Proving a Uniform Energy Distribution of B in Decay A -> B + C

[ryanwilk]

Homework Statement

Consider the decay A -> B + C (where A is not at rest). In the rest frame of A, B is emitted in a random direction (all directions have equal probability) and I need to show that in the lab frame, the energy distribution of B is uniform.

(We assume that B has negligible mass)

Homework Equations

(Let c=1)

The Attempt at a Solution

So I started by writing down the 4-momenta of A and B in the rest frame of A (choosing the momentum of B to be along the x axis):

P_A' = (m_A,0,0,0)
P_B' = (E_B',E_B',0,0)

In the lab frame:

P_A = (E_A,(E_A²-m_A²)^1/2,0,0)
P_B = (E_B,E_B,0,0)

Lorentz boosting along the x-axis, I can determine the maximum and minimum energy that B can have:

$$E_B^{\mathrm{min,max}} = \frac{E_A}{2} \bigg(1-\frac{m_C^2}{m_A^2}\bigg) \bigg(1 \pm \sqrt{1-\frac{m_A^2}{E_A^2}}\bigg)$$

using:

$$\gamma = \frac{E_A}{m_A}\>,\gamma \beta = \frac{p_A}{m_A},\>E_A' = \frac{m_A^2-m_C^2}{2m_A}$$

I could also Lorentz boost in all other directions to get expressions for the energy. But I have no idea how to show that each of these energies in equally probable?

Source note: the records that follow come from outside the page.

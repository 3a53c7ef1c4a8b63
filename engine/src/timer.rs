use std::time::Duration;

/// Countdown driven by explicit `advance` calls from the frame loop.
#[derive(Debug, Clone)]
pub struct PhaseTimer {
    elapsed: Duration,
    duration: Duration,
}

impl PhaseTimer {
    #[must_use]
    pub fn new(duration: Duration) -> Self {
        Self {
            elapsed: Duration::ZERO,
            duration,
        }
    }

    /// Advance by `delta`, returning the part of `delta` past the end.
    pub fn advance(&mut self, delta: Duration) -> Duration {
        let before = self.remaining();
        self.elapsed = self.elapsed.saturating_add(delta);
        delta.saturating_sub(before)
    }

    #[must_use]
    pub fn remaining(&self) -> Duration {
        self.duration.saturating_sub(self.elapsed)
    }

    /// Whole seconds left, rounded up.
    #[must_use]
    pub fn remaining_seconds(&self) -> u64 {
        let remaining = self.remaining();
        remaining.as_secs() + u64::from(remaining.subsec_nanos() > 0)
    }

    #[must_use]
    pub fn is_finished(&self) -> bool {
        self.elapsed >= self.duration
    }
}
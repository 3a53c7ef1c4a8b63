//! Config file to running session.

use std::fs;
use std::path::Path;
use std::time::Duration;

use memento_config::{ConfigError, MementoConfig};
use memento_engine::{MemoryScoreSink, RoundController, RoundPhase};
use memento_types::{Round, SettingsError};
use tempfile::tempdir;

#[test]
fn config_file_drives_session_timing() {
    let dir = tempdir().unwrap();
    let path = dir.path().join("config.toml");
    fs::write(
        &path,
        r#"
[timing]
memorize_secs = 4
play_secs = 6.5
transition_overlay_secs = 0.5

[board]
object_count = 4

[generator]
seed = 1234

[scores]
path = "/tmp/memento-scores.txt"
"#,
    )
    .unwrap();

    let config = MementoConfig::load_from(&path).unwrap();
    let settings = config.resolve().unwrap();
    assert_eq!(settings.seed(), Some(1234));
    assert_eq!(
        config.scores_path().as_deref(),
        Some(Path::new("/tmp/memento-scores.txt"))
    );

    let mut controller = RoundController::new(&settings, Box::new(MemoryScoreSink::new())).unwrap();
    controller.start().unwrap();
    assert_eq!(controller.placement().len(), 4);
    assert_eq!(controller.remaining_seconds(), Some(4));

    controller.advance(Duration::from_millis(4_500)).unwrap();
    assert_eq!(controller.phase(), RoundPhase::Play(Round::One));
    assert_eq!(controller.remaining_seconds(), Some(7));
}

#[test]
fn invalid_config_never_reaches_the_controller() {
    let config = MementoConfig::parse("[timing]\nplay_secs = 0\n").unwrap();
    assert!(matches!(
        config.resolve(),
        Err(ConfigError::Invalid(SettingsError::InvalidDuration {
            name: "play_secs",
            ..
        }))
    ));
}
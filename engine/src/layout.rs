//! Spatial anchors for the reference table arrangement.

use memento_types::{SLOT_COUNT, Slot};

use crate::snap::SlotDistances;

#[derive(Debug, Clone, Copy, PartialEq, Default)]
pub struct Point {
    pub x: f32,
    pub y: f32,
}

impl Point {
    #[must_use]
    pub const fn new(x: f32, y: f32) -> Self {
        Self { x, y }
    }

    #[must_use]
    pub fn distance(self, other: Point) -> f32 {
        (self.x - other.x).hypot(self.y - other.y)
    }

    #[must_use]
    pub fn offset(self, dx: f32, dy: f32) -> Self {
        Self::new(self.x + dx, self.y + dy)
    }
}

/// One anchor per slot, indexed by slot.
#[derive(Debug, Clone, PartialEq)]
pub struct SlotLayout {
    anchors: [Point; SLOT_COUNT],
}

impl SlotLayout {
    #[must_use]
    pub const fn new(anchors: [Point; SLOT_COUNT]) -> Self {
        Self { anchors }
    }

    /// Display row on top, storage row along the table edge.
    #[must_use]
    pub const fn reference() -> Self {
        Self::new([
            Point::new(0.7, 1.32),
            Point::new(0.0, 1.32),
            Point::new(-0.6, 1.32),
            Point::new(0.5, 0.8),
            Point::new(-0.5, 0.8),
            Point::new(-1.0, 0.1),
            Point::new(-0.5, 0.1),
            Point::new(0.0, 0.1),
            Point::new(0.5, 0.1),
            Point::new(1.0, 0.1),
        ])
    }

    #[must_use]
    pub fn anchor(&self, slot: Slot) -> Point {
        self.anchors[slot.index()]
    }

    #[must_use]
    pub fn distances_from(&self, pointer: Point) -> SlotDistances {
        SlotDistances::new(self.anchors.map(|anchor| anchor.distance(pointer)))
    }
}

impl Default for SlotLayout {
    fn default() -> Self {
        Self::reference()
    }
}
//! Random arrangements with a distinctness constraint.
//!
//! A generated placement is a uniform bijection of the objects onto slots of
//! one half. When a reference is supplied, candidates are rejection-sampled
//! until no object keeps the equivalence class it had in the reference. If the
//! retry budget runs out, a backtracking search over the last shuffle picks
//! the first valid assignment, so a well-formed reference never fails a round.

use memento_types::{HALF_SIZE, Placement, PlacementError, Slot, SlotHalf};
use rand::Rng;
use rand::seq::SliceRandom;
use thiserror::Error;
use tracing::debug;

#[derive(Debug, Clone, PartialEq, Eq, Error)]
pub enum GeneratorError {
    #[error("object count must be between 1 and {max} (got {0})", max = HALF_SIZE)]
    InvalidObjectCount(u8),
    #[error("generator retry budget must be at least 1")]
    ZeroRetryBudget,
    #[error("reference holds {actual} objects but the generator places {expected}")]
    ReferenceMismatch { expected: usize, actual: usize },
    #[error("no arrangement of the {half} half avoids every reference class")]
    Unsatisfiable { half: &'static str },
    #[error(transparent)]
    Placement(#[from] PlacementError),
}

#[derive(Debug, Clone, Copy, PartialEq, Eq)]
pub struct PermutationGenerator {
    object_count: u8,
    retry_budget: u32,
}

impl PermutationGenerator {
    /// Every injective reference of `object_count <= HALF_SIZE` objects admits
    /// at least one distinct arrangement: each object forbids one class and at
    /// most two objects share a class. `generate` therefore only fails on a
    /// reference of the wrong length.
    pub fn new(object_count: u8, retry_budget: u32) -> Result<Self, GeneratorError> {
        if object_count == 0 || usize::from(object_count) > HALF_SIZE {
            return Err(GeneratorError::InvalidObjectCount(object_count));
        }
        if retry_budget == 0 {
            return Err(GeneratorError::ZeroRetryBudget);
        }
        Ok(Self {
            object_count,
            retry_budget,
        })
    }

    #[must_use]
    pub fn object_count(&self) -> u8 {
        self.object_count
    }

    pub fn generate<R: Rng + ?Sized>(
        &self,
        rng: &mut R,
        half: SlotHalf,
        reference: Option<&Placement>,
    ) -> Result<Placement, GeneratorError> {
        let expected = usize::from(self.object_count);
        if let Some(reference) = reference
            && reference.len() != expected
        {
            return Err(GeneratorError::ReferenceMismatch {
                expected,
                actual: reference.len(),
            });
        }

        let mut slots = half.slots();
        for attempt in 1..=self.retry_budget {
            slots.shuffle(rng);
            let candidate = Placement::new(slots[..expected].to_vec())?;
            match reference {
                Some(reference) if !candidate.classes_differ_from(reference) => {
                    debug!(attempt, half = half.as_str(), "Rejected arrangement");
                }
                _ => return Ok(candidate),
            }
        }

        let Some(reference) = reference else {
            return Ok(Placement::new(slots[..expected].to_vec())?);
        };
        let forbidden: Vec<u8> = reference
            .slots()
            .iter()
            .map(|slot| slot.equivalence_class())
            .collect();
        let mut chosen = Vec::with_capacity(expected);
        if !assign_distinct(&slots, &forbidden, &mut chosen) {
            return Err(GeneratorError::Unsatisfiable {
                half: half.as_str(),
            });
        }
        debug!(
            attempts = self.retry_budget,
            half = half.as_str(),
            "Retry budget spent, using searched arrangement"
        );
        Ok(Placement::new(chosen)?)
    }
}

/// Depth-first assignment of one unused slot per object, skipping the
/// object's forbidden class. Candidate order follows `slots`.
fn assign_distinct(slots: &[Slot], forbidden: &[u8], chosen: &mut Vec<Slot>) -> bool {
    let Some(&class) = forbidden.get(chosen.len()) else {
        return true;
    };
    for &slot in slots {
        if slot.equivalence_class() == class || chosen.contains(&slot) {
            continue;
        }
        chosen.push(slot);
        if assign_distinct(slots, forbidden, chosen) {
            return true;
        }
        chosen.pop();
    }
    false
}
use std::fmt;

/// Identity of one memorizable object, `0..N`.
#[derive(
    Debug, Clone, Copy, PartialEq, Eq, Hash, PartialOrd, Ord, serde::Serialize, serde::Deserialize,
)]
#[serde(transparent)]
pub struct ObjectId(u8);

impl ObjectId {
    #[must_use]
    pub const fn new(id: u8) -> Self {
        Self(id)
    }

    #[must_use]
    pub const fn value(self) -> u8 {
        self.0
    }

    #[must_use]
    pub const fn index(self) -> usize {
        self.0 as usize
    }

    /// All ids for a set of `count` objects, in ascending order.
    pub fn all(count: usize) -> impl Iterator<Item = ObjectId> {
        (0..count).map(|i| ObjectId(i as u8))
    }
}

impl fmt::Display for ObjectId {
    fn fmt(&self, f: &mut fmt::Formatter<'_>) -> fmt::Result {
        write!(f, "#{}", self.0)
    }
}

Any help would be appreciated.

Thanks!

 

[vela]

Try calculating E_A as a function of θ and show that the dE/dΩ is a constant.

 

[ryanwilk]

Try calculating E_A as a function of θ and show that the dE/dΩ is a constant.

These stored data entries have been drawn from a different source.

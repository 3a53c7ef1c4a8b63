//! Scripted stand-in for a human player.
//!
//! Watches the display arrangement while it is shown, recalls each object's
//! slot with a configurable accuracy, then drags objects back one at a time:
//! press, one preview move, release near the recalled anchor on a later frame.

use std::collections::VecDeque;

use memento_engine::{
    HALF_SIZE, ObjectId, Point, Round, RoundController, RoundError, RoundEvent, RoundPhase,
    Slot, SlotHalf, SlotLayout,
};
use anyhow::{Result, bail};
use rand::rngs::StdRng;
use rand::{RngExt, SeedableRng};
use tracing::debug;

#[derive(Debug, Clone, Copy, PartialEq)]
pub struct PlayerProfile {
    /// Chance of recalling an object's slot correctly, `0.0..=1.0`.
    pub accuracy: f64,
    /// Max pointer offset from the target anchor on each axis.
    pub jitter: f32,
    /// Frames to wait between drags.
    pub frames_between_drags: u32,
}

impl PlayerProfile {
    /// Reject values the random draws cannot take.
    pub fn validate(&self) -> Result<()> {
        if !(0.0..=1.0).contains(&self.accuracy) {
            bail!("accuracy must be between 0 and 1 (got {})", self.accuracy);
        }
        if !self.jitter.is_finite() || self.jitter < 0.0 {
            bail!("jitter must be a finite, non-negative distance (got {})", self.jitter);
        }
        Ok(())
    }
}

#[derive(Debug)]
struct HeldDrag {
    object: ObjectId,
    pointer: Point,
}

#[derive(Debug)]
pub struct SimulatedPlayer {
    profile: PlayerProfile,
    rng: StdRng,
    recalled: [Option<Vec<Slot>>; 2],
    phase: RoundPhase,
    queue: VecDeque<ObjectId>,
    held: Option<HeldDrag>,
    cooldown: u32,
}

impl SimulatedPlayer {
    pub fn new(profile: PlayerProfile, seed: u64) -> Result<Self> {
        profile.validate()?;
        Ok(Self {
            profile,
            rng: StdRng::seed_from_u64(seed),
            recalled: [None, None],
            phase: RoundPhase::Ready,
            queue: VecDeque::new(),
            held: None,
            cooldown: 0,
        })
    }

    /// Slots the player believes each object belongs in for `round`.
    #[must_use]
    pub fn recalled(&self, round: Round) -> Option<&[Slot]> {
        self.recalled[round.index()].as_deref()
    }

    /// Act once for the current frame.
    pub fn on_frame(
        &mut self,
        controller: &mut RoundController,
        layout: &SlotLayout,
    ) -> Result<Vec<RoundEvent>, RoundError> {
        if controller.phase() != self.phase {
            self.phase = controller.phase();
            self.queue = ObjectId::all(controller.placement().len()).collect();
            self.held = None;
            self.cooldown = self.profile.frames_between_drags;
        }

        match self.phase {
            RoundPhase::Memorize(round) => {
                if self.recalled[round.index()].is_none()
                    && controller.placement().within(SlotHalf::Display)
                {
                    self.memorize(round, controller);
                }
                Ok(Vec::new())
            }
            RoundPhase::Play(round) | RoundPhase::Test(round) => {
                self.drag_step(round, controller, layout)
            }
            RoundPhase::Ready | RoundPhase::Complete => Ok(Vec::new()),
        }
    }

    fn memorize(&mut self, round: Round, controller: &RoundController) {
        let shown: Vec<Slot> = controller.placement().slots().to_vec();
        let recalled: Vec<Slot> = shown
            .into_iter()
            .map(|slot| {
                if self.rng.random_bool(self.profile.accuracy) {
                    slot
                } else {
                    SlotHalf::Display.slots()[self.rng.random_range(0..HALF_SIZE)]
                }
            })
            .collect();
        debug!(round = %round, ?recalled, "Player memorized arrangement");
        self.recalled[round.index()] = Some(recalled);
    }

    fn drag_step(
        &mut self,
        round: Round,
        controller: &mut RoundController,
        layout: &SlotLayout,
    ) -> Result<Vec<RoundEvent>, RoundError> {
        if let Some(drag) = self.held.take() {
            let distances = layout.distances_from(drag.pointer);
            return controller.release(drag.object, &distances);
        }
        if controller.remaining_seconds().is_none() {
            return Ok(Vec::new());
        }
        if self.cooldown > 0 {
            self.cooldown -= 1;
            return Ok(Vec::new());
        }

        let Some(object) = self.queue.pop_front() else {
            return Ok(Vec::new());
        };
        let Some(target) = self.recalled[round.index()]
            .as_ref()
            .and_then(|slots| slots.get(object.index()).copied())
        else {
            return Ok(Vec::new());
        };

        if controller.press(object)? {
            let pointer = self.aim_at(layout.anchor(target));
            let preview = controller.drag_move(object, &layout.distances_from(pointer));
            debug!(object = %object, target = %target, ?preview, "Player dragging");
            self.held = Some(HeldDrag { object, pointer });
        }
        self.cooldown = self.profile.frames_between_drags;
        Ok(Vec::new())
    }

    fn aim_at(&mut self, anchor: Point) -> Point {
        let jitter = self.profile.jitter;
        if jitter == 0.0 {
            return anchor;
        }
        anchor.offset(
            self.rng.random_range(-jitter..=jitter),
            self.rng.random_range(-jitter..=jitter),
        )
    }
}
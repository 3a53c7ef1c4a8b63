//! Shared test utilities and fixtures
//!
//! Common infrastructure for integration tests.

#![allow(dead_code)]

use std::time::Duration;

use memento_engine::{
    Advanced, GameSettings, ObjectId, PersistError, Round, RoundController, ScoreSheet, ScoreSink,
    Slot, SlotDistances, SlotLayout,
};

/// Short phases so whole sessions run in a handful of steps.
pub fn settings(seed: u64) -> GameSettings {
    GameSettings::new(2.0, 3.0, 1.0, 0.3, 5, 10_000)
        .unwrap()
        .with_seed(seed)
}

pub fn secs(s: f64) -> Duration {
    Duration::from_secs_f64(s)
}

/// Sink that always fails, for exercising the persistence error path.
#[derive(Debug, Default)]
pub struct FailingSink {
    pub attempts: usize,
}

impl ScoreSink for FailingSink {
    fn persist(&mut self, _sheet: &ScoreSheet) -> Result<(), PersistError> {
        self.attempts += 1;
        Err(PersistError::Unavailable("disk unplugged".to_string()))
    }
}

/// Run the memorize and scramble hold so the next phase is interactive.
pub fn skip_to_play(controller: &mut RoundController) {
    let settings = *controller.settings();
    controller
        .advance(settings.memorize() + settings.transition_overlay())
        .unwrap();
}

/// Run out the current countdown.
pub fn run_out_clock(controller: &mut RoundController) {
    let play = controller.settings().play();
    controller.advance(play).unwrap();
}

/// Press `object` and release it right on top of `slot`'s reference anchor.
pub fn drag_to(controller: &mut RoundController, object: ObjectId, slot: Slot) {
    let layout = SlotLayout::reference();
    assert!(controller.press(object).unwrap());
    controller
        .release(object, &layout.distances_from(layout.anchor(slot)))
        .unwrap();
}

/// Drag every object onto its recorded display slot for `round`.
pub fn solve(controller: &mut RoundController, round: Round) {
    let solution = controller.solution(round).unwrap().clone();
    for (object, slot) in solution.placement().iter() {
        drag_to(controller, object, slot);
    }
}

pub fn on_top_of(slot: Slot) -> SlotDistances {
    SlotDistances::uniform(10.0).with(slot, 0.0)
}

/// Unwrap the completion outcome of `next`.
pub fn expect_completed(advanced: Advanced) -> (ScoreSheet, Option<PersistError>) {
    match advanced {
        Advanced::Completed {
            sheet,
            persist_error,
        } => (sheet, persist_error),
        Advanced::Entered { phase, .. } => panic!("expected completion, entered {phase}"),
    }
}
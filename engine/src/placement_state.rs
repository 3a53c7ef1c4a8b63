//! Where every object currently sits.
//!
//! Mutation goes through [`PlacementState::set`] or [`PlacementState::apply`];
//! nothing normalizes positions behind the caller's back. While a drag is in
//! flight the dragged object is recorded so occupancy checks can skip it.

use memento_types::{ObjectId, Placement, PlacementError, Slot};

#[derive(Debug, Clone, PartialEq, Eq)]
pub struct PlacementState {
    current: Placement,
    dragging: Option<ObjectId>,
}

impl PlacementState {
    #[must_use]
    pub fn new(initial: Placement) -> Self {
        Self {
            current: initial,
            dragging: None,
        }
    }

    #[must_use]
    pub fn len(&self) -> usize {
        self.current.len()
    }

    #[must_use]
    pub fn is_empty(&self) -> bool {
        self.current.is_empty()
    }

    pub fn get(&self, object: ObjectId) -> Result<Slot, PlacementError> {
        self.current
            .slot_of(object)
            .ok_or(PlacementError::UnknownObject {
                object,
                count: self.current.len(),
            })
    }

    /// Commit `object` to `slot`. Fails if another object holds the slot.
    pub fn set(&mut self, object: ObjectId, slot: Slot) -> Result<(), PlacementError> {
        self.current.relocate(object, slot)
    }

    /// A slot is free when nobody but `excluding` occupies it.
    #[must_use]
    pub fn is_slot_free(&self, slot: Slot, excluding: Option<ObjectId>) -> bool {
        match self.current.object_at(slot) {
            None => true,
            Some(occupant) => Some(occupant) == excluding,
        }
    }

    /// Replace the whole arrangement. The object count must not change.
    pub fn apply(&mut self, placement: &Placement) -> Result<(), PlacementError> {
        if placement.len() != self.current.len() {
            return Err(PlacementError::LengthMismatch {
                expected: self.current.len(),
                actual: placement.len(),
            });
        }
        self.current = placement.clone();
        Ok(())
    }

    #[must_use]
    pub fn snapshot(&self) -> Placement {
        self.current.clone()
    }

    #[must_use]
    pub fn current(&self) -> &Placement {
        &self.current
    }

    pub fn begin_drag(&mut self, object: ObjectId) -> Result<(), PlacementError> {
        self.get(object)?;
        self.dragging = Some(object);
        Ok(())
    }

    /// Clear the drag marker, returning the object that was held.
    pub fn end_drag(&mut self) -> Option<ObjectId> {
        self.dragging.take()
    }

    #[must_use]
    pub fn dragging(&self) -> Option<ObjectId> {
        self.dragging
    }
}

Ok, so using 3D spherical polars, I get $$E_B(\theta') = \frac{E_A}{2} \bigg(1-\frac{m_C^2}{m_A^2}\bigg) \bigg(1 + \sqrt{1-\frac{m_A^2}{E_A^2}}\>\mathrm{cos}(\theta ') \bigg)$$

(I defined it so that there is max. energy at θ'=0 and min. at θ'=π)

Then dΩ = sin(θ')dθ'dφ' and so since E_B is independent of φ', dE/dΩ is a constant?

 

[vela]

Not quite. Nothing depends on φ', so you can integrate that out and deal only with θ', so you have dΩ' = 2π sin θ' dθ' where θ' goes from 0 to π. It's convenient to change variables to cos θ' so you have dΩ' = d(cos θ') where cos θ' runs from -1 to 1. (The minus sign goes into switching the order of the limits.) When you say that a decay is isotropic, that means that the distribution N is flat as a function of cos θ'. What you want to show is that dN/dE_B is constant, using the fact that$$\frac{dN}{dE_B} = \frac{dN}{d(\cos \theta')} \frac{d(\cos\theta')}{dE_B}$$(which is simply an application of the chain rule).

 

[paranormal]

To show that the energy distribution of B is uniform in the lab frame, we can use the principle of relativity. This principle states that the laws of physics are the same in all inertial frames of reference. In this case, the lab frame and the rest frame of A are both inertial frames, and the energy distribution of B should be the same in both frames.

Therefore, if we can show that the energy distribution of B is uniform in the rest frame of A, then it must also be uniform in the lab frame. In the rest frame of A, B is emitted in a random direction with equal probability. This means that the energy of B can take on any value with equal probability, resulting in a uniform energy distribution.

When we Lorentz boost to the lab frame, we are essentially rotating the rest frame of A. However, this rotation does not affect the energy distribution of B. Since the energy distribution is uniform in the rest frame of A, it remains uniform in the lab frame. Therefore, the energy distribution of B is uniform in the lab frame, as desired.

In conclusion, the principle of relativity and the fact that B is emitted in a random direction with equal probability in the rest frame of A, guarantees a uniform energy distribution of B in the lab frame.